* _Work item_: For the entries below, report the number of lines where the string "MediaKind" appears, and only that number.

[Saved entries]
::::::
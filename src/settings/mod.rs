use crate::player::playlist::{self, Playlist, PlaylistItem};
use crate::reactor::{BreathingEvent, ComponentResponse, Event, PlayerEvent, SettingsEvent};
use anyhow::Context;
use serde::Deserialize;
use std::fs;
use std::path::{Path, PathBuf};

#[derive(Debug, Clone, PartialEq, Deserialize)]
#[serde(default)]
pub struct WindowConfig {
	pub width: f32,
	pub height: f32,
}

impl Default for WindowConfig {
	fn default() -> Self {
		Self {
			width: 1280.0,
			height: 720.0,
		}
	}
}

/// Startup configuration, read from `config.toml`. Never written back.
#[derive(Debug, Clone, PartialEq, Deserialize)]
#[serde(default)]
pub struct Config {
	pub log_filter: String,
	pub window: WindowConfig,
	pub playlist: Vec<PlaylistItem>,
}

impl Default for Config {
	fn default() -> Self {
		Self {
			log_filter: "info".to_string(),
			window: WindowConfig::default(),
			playlist: playlist::default_items(),
		}
	}
}

impl Config {
	pub fn default_path() -> Option<PathBuf> {
		directories::ProjectDirs::from("org", "stillpoint", "Stillpoint")
			.map(|dirs| dirs.config_dir().join("config.toml"))
	}

	pub fn load(path: &Path) -> anyhow::Result<Self> {
		let content = fs::read_to_string(path)
			.with_context(|| format!("Failed to read config from {:?}", path))?;
		toml::from_str(&content)
			.with_context(|| format!("Failed to parse config TOML from {:?}", path))
	}

	/// Load from the platform config dir. A missing file is not an error.
	pub fn load_or_default() -> anyhow::Result<Self> {
		match Self::default_path() {
			Some(path) if path.exists() => Self::load(&path),
			_ => Ok(Self::default()),
		}
	}

	/// Validated playlist, falling back to the built-in library
	pub fn playlist(&self) -> Playlist {
		match Playlist::new(self.playlist.clone()) {
			Ok(playlist) => playlist,
			Err(e) => {
				log::warn!("Configured playlist rejected ({}), using built-in library", e);
				Playlist::default()
			}
		}
	}
}

pub struct SettingsManager {
	show_breathing: bool,
	show_player: bool,
}

impl SettingsManager {
	pub fn new() -> Self {
		Self {
			show_breathing: true,
			show_player: true,
		}
	}

	pub fn handle(&mut self, event: &Event) -> ComponentResponse {
		match event {
			Event::Settings(SettingsEvent::ToggleBreathingPanel) => {
				self.show_breathing = !self.show_breathing;
				log::debug!("Breathing panel visible: {}", self.show_breathing);
				if self.show_breathing {
					ComponentResponse::none()
				} else {
					// unmounting drops the running session
					ComponentResponse::emit(Event::Breathing(BreathingEvent::Dispose))
				}
			}
			Event::Settings(SettingsEvent::TogglePlayerPanel) => {
				self.show_player = !self.show_player;
				log::debug!("Player panel visible: {}", self.show_player);
				if self.show_player {
					ComponentResponse::none()
				} else {
					ComponentResponse::emit(Event::Player(PlayerEvent::Stop))
				}
			}
			_ => ComponentResponse::none(),
		}
	}

	// Accessors for ViewManager/UI
	pub fn show_breathing(&self) -> bool {
		self.show_breathing
	}

	pub fn show_player(&self) -> bool {
		self.show_player
	}
}

impl Default for SettingsManager {
	fn default() -> Self {
		Self::new()
	}
}

#[cfg(test)]
mod tests {
	use super::*;
	use crate::types::MediaKind;
	use std::io::Write;

	#[test]
	fn test_load_partial_config() {
		let mut file = tempfile::NamedTempFile::new().unwrap();
		writeln!(
			file,
			r#"
log_filter = "debug"

[[playlist]]
id = 10
title = "Body Scan"
kind = "audio"
duration = "12:00"
src = "/music/body-scan.ogg"
"#
		)
		.unwrap();

		let config = Config::load(file.path()).unwrap();
		assert_eq!(config.log_filter, "debug");
		assert_eq!(config.window, WindowConfig::default());
		assert_eq!(config.playlist.len(), 1);
		assert_eq!(config.playlist[0].kind, MediaKind::Audio);
		assert_eq!(config.playlist().len(), 1);
	}

	#[test]
	fn test_invalid_toml_is_an_error() {
		let mut file = tempfile::NamedTempFile::new().unwrap();
		writeln!(file, "log_filter = [").unwrap();
		let err = Config::load(file.path()).unwrap_err();
		assert!(err.to_string().contains("Failed to parse config TOML"));
	}

	#[test]
	fn test_missing_file_is_an_error() {
		let dir = tempfile::tempdir().unwrap();
		assert!(Config::load(&dir.path().join("config.toml")).is_err());
	}

	#[test]
	fn test_empty_playlist_falls_back() {
		let config = Config {
			playlist: vec![],
			..Default::default()
		};
		assert_eq!(config.playlist().len(), 4);
	}

	#[test]
	fn test_hiding_breathing_disposes_session() {
		let mut settings = SettingsManager::new();
		let response = settings.handle(&Event::Settings(SettingsEvent::ToggleBreathingPanel));
		assert!(!settings.show_breathing());
		assert_eq!(
			response.events,
			vec![Event::Breathing(BreathingEvent::Dispose)]
		);

		let response = settings.handle(&Event::Settings(SettingsEvent::ToggleBreathingPanel));
		assert!(settings.show_breathing());
		assert!(response.events.is_empty());
	}

	#[test]
	fn test_hiding_player_stops_playback() {
		let mut settings = SettingsManager::new();
		let response = settings.handle(&Event::Settings(SettingsEvent::TogglePlayerPanel));
		assert!(!settings.show_player());
		assert_eq!(response.events, vec![Event::Player(PlayerEvent::Stop)]);

		let response = settings.handle(&Event::Settings(SettingsEvent::TogglePlayerPanel));
		assert!(settings.show_player());
		assert!(response.events.is_empty());
	}
}
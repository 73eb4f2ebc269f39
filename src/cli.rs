//! Command definitions and entry points for the `abx2xml` and `xml2abx`
//! binaries.

use crate::{pretty, AbxError, AbxToXmlConverter, Options, Result, XmlToAbxConverter};
use clap::{Arg, Command};
use std::fs::File;
use std::io::{self, BufWriter, Read, Write};

/// CLI for the `abx2xml` binary
pub struct Abx2XmlCli;

impl Abx2XmlCli {
    pub fn build_command() -> Command {
        Command::new("abx2xml")
            .about("Converts Android Binary XML (ABX) to human-readable XML")
            .long_about("Converts between Android Binary XML and human-readable XML.\n\nWhen invoked with the '-i' argument, the output of a successful conversion will overwrite the original input file. Input can be '-' to use stdin, and output can be '-' to use stdout.")
            .arg(
                Arg::new("in-place")
                    .short('i')
                    .long("in-place")
                    .help("Overwrite input file with converted output")
                    .action(clap::ArgAction::SetTrue),
            )
            .arg(
                Arg::new("pretty")
                    .short('p')
                    .long("pretty")
                    .help("Re-indent the emitted XML")
                    .action(clap::ArgAction::SetTrue),
            )
            .arg(
                Arg::new("input")
                    .help("Input file path (use '-' for stdin)")
                    .required(true)
                    .index(1),
            )
            .arg(
                Arg::new("output")
                    .help("Output file path (use '-' for stdout)")
                    .index(2),
            )
    }

    pub fn run() -> Result<()> {
        let matches = Self::build_command().get_matches();
        Self::run_with_matches(matches)
    }

    pub fn run_with_matches(matches: clap::ArgMatches) -> Result<()> {
        let input_path = matches
            .get_one::<String>("input")
            .ok_or_else(|| AbxError::ParseError("Missing required argument: INPUT".to_string()))?;
        let output_path = matches.get_one::<String>("output");
        let in_place = matches.get_flag("in-place");
        let pretty = matches.get_flag("pretty");

        if in_place && input_path == "-" {
            return Err(AbxError::ParseError(
                "Cannot use -i option with stdin input".to_string(),
            ));
        }

        let output_path = resolve_output(output_path, input_path, in_place);

        if pretty {
            let abx = read_input(input_path)?;
            let xml = AbxToXmlConverter::convert_bytes(&abx)?;
            let mut formatted = pretty::reformat(&xml)?;
            formatted.push('\n');
            return write_output(&output_path, formatted.as_bytes());
        }

        match (input_path.as_str(), output_path.as_str()) {
            ("-", "-") => AbxToXmlConverter::convert_stdin_stdout(),
            ("-", output) => AbxToXmlConverter::convert_stdin_to_file(output),
            (input, "-") => AbxToXmlConverter::convert_file_to_stdout(input),
            (input, output) => AbxToXmlConverter::convert_file(input, output),
        }
    }
}

/// CLI for the `xml2abx` binary
pub struct Xml2AbxCli;

impl Xml2AbxCli {
    pub fn build_command() -> Command {
        Command::new("xml2abx")
            .about("Converts human-readable XML to Android Binary XML (ABX)")
            .long_about("Converts between human-readable XML and Android Binary XML.\n\nWhen invoked with the '-i' argument, the output of a successful conversion will overwrite the original input file. Input can be '-' to use stdin, and output can be '-' to use stdout.")
            .arg(
                Arg::new("in-place")
                    .short('i')
                    .long("in-place")
                    .help("Overwrite input file with converted output")
                    .action(clap::ArgAction::SetTrue),
            )
            .arg(
                Arg::new("collapse-whitespace")
                    .long("collapse-whitespace")
                    .help("Drop whitespace-only text nodes instead of preserving them")
                    .action(clap::ArgAction::SetTrue),
            )
            .arg(
                Arg::new("input")
                    .help("Input file path (use '-' for stdin)")
                    .required(true)
                    .index(1),
            )
            .arg(
                Arg::new("output")
                    .help("Output file path (use '-' for stdout)")
                    .index(2),
            )
    }

    pub fn run() -> Result<()> {
        let matches = Self::build_command().get_matches();
        Self::run_with_matches(matches)
    }

    pub fn run_with_matches(matches: clap::ArgMatches) -> Result<()> {
        let input_path = matches
            .get_one::<String>("input")
            .ok_or_else(|| AbxError::ParseError("Missing required argument: INPUT".to_string()))?;
        let output_path = matches.get_one::<String>("output");
        let in_place = matches.get_flag("in-place");
        let collapse = matches.get_flag("collapse-whitespace");

        if in_place && input_path == "-" {
            return Err(AbxError::ParseError(
                "Cannot use -i option with stdin input".to_string(),
            ));
        }

        let output_path = resolve_output(output_path, input_path, in_place);
        let options = || Options::new().collapse_whitespace(collapse);

        match (input_path.as_str(), output_path.as_str()) {
            ("-", "-") => {
                let stdout = io::stdout();
                let writer = BufWriter::new(stdout.lock());
                XmlToAbxConverter::convert_stdin(writer, options())
            }
            ("-", output) => {
                let file = File::create(output)?;
                XmlToAbxConverter::convert_stdin(BufWriter::new(file), options())
            }
            (input, "-") => {
                let xml = std::fs::read_to_string(input)?;
                let abx = XmlToAbxConverter::convert_str_with_options(&xml, options())?;
                let stdout = io::stdout();
                let mut writer = stdout.lock();
                writer.write_all(&abx)?;
                writer.flush()?;
                Ok(())
            }
            (input, output) => {
                XmlToAbxConverter::convert_file_with_options(input, output, options())
            }
        }
    }
}

fn resolve_output(output: Option<&String>, input: &str, in_place: bool) -> String {
    match output {
        Some(path) => path.clone(),
        None => {
            if in_place {
                input.to_string()
            } else {
                "-".to_string()
            }
        }
    }
}

fn read_input(path: &str) -> Result<Vec<u8>> {
    if path == "-" {
        let mut data = Vec::new();
        io::stdin().lock().read_to_end(&mut data)?;
        Ok(data)
    } else {
        Ok(std::fs::read(path)?)
    }
}

fn write_output(path: &str, content: &[u8]) -> Result<()> {
    if path == "-" {
        let stdout = io::stdout();
        let mut writer = stdout.lock();
        writer.write_all(content)?;
        writer.flush()?;
    } else {
        let mut writer = BufWriter::new(File::create(path)?);
        writer.write_all(content)?;
        writer.flush()?;
    }
    Ok(())
}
::::::
* _Solution for this task_: 2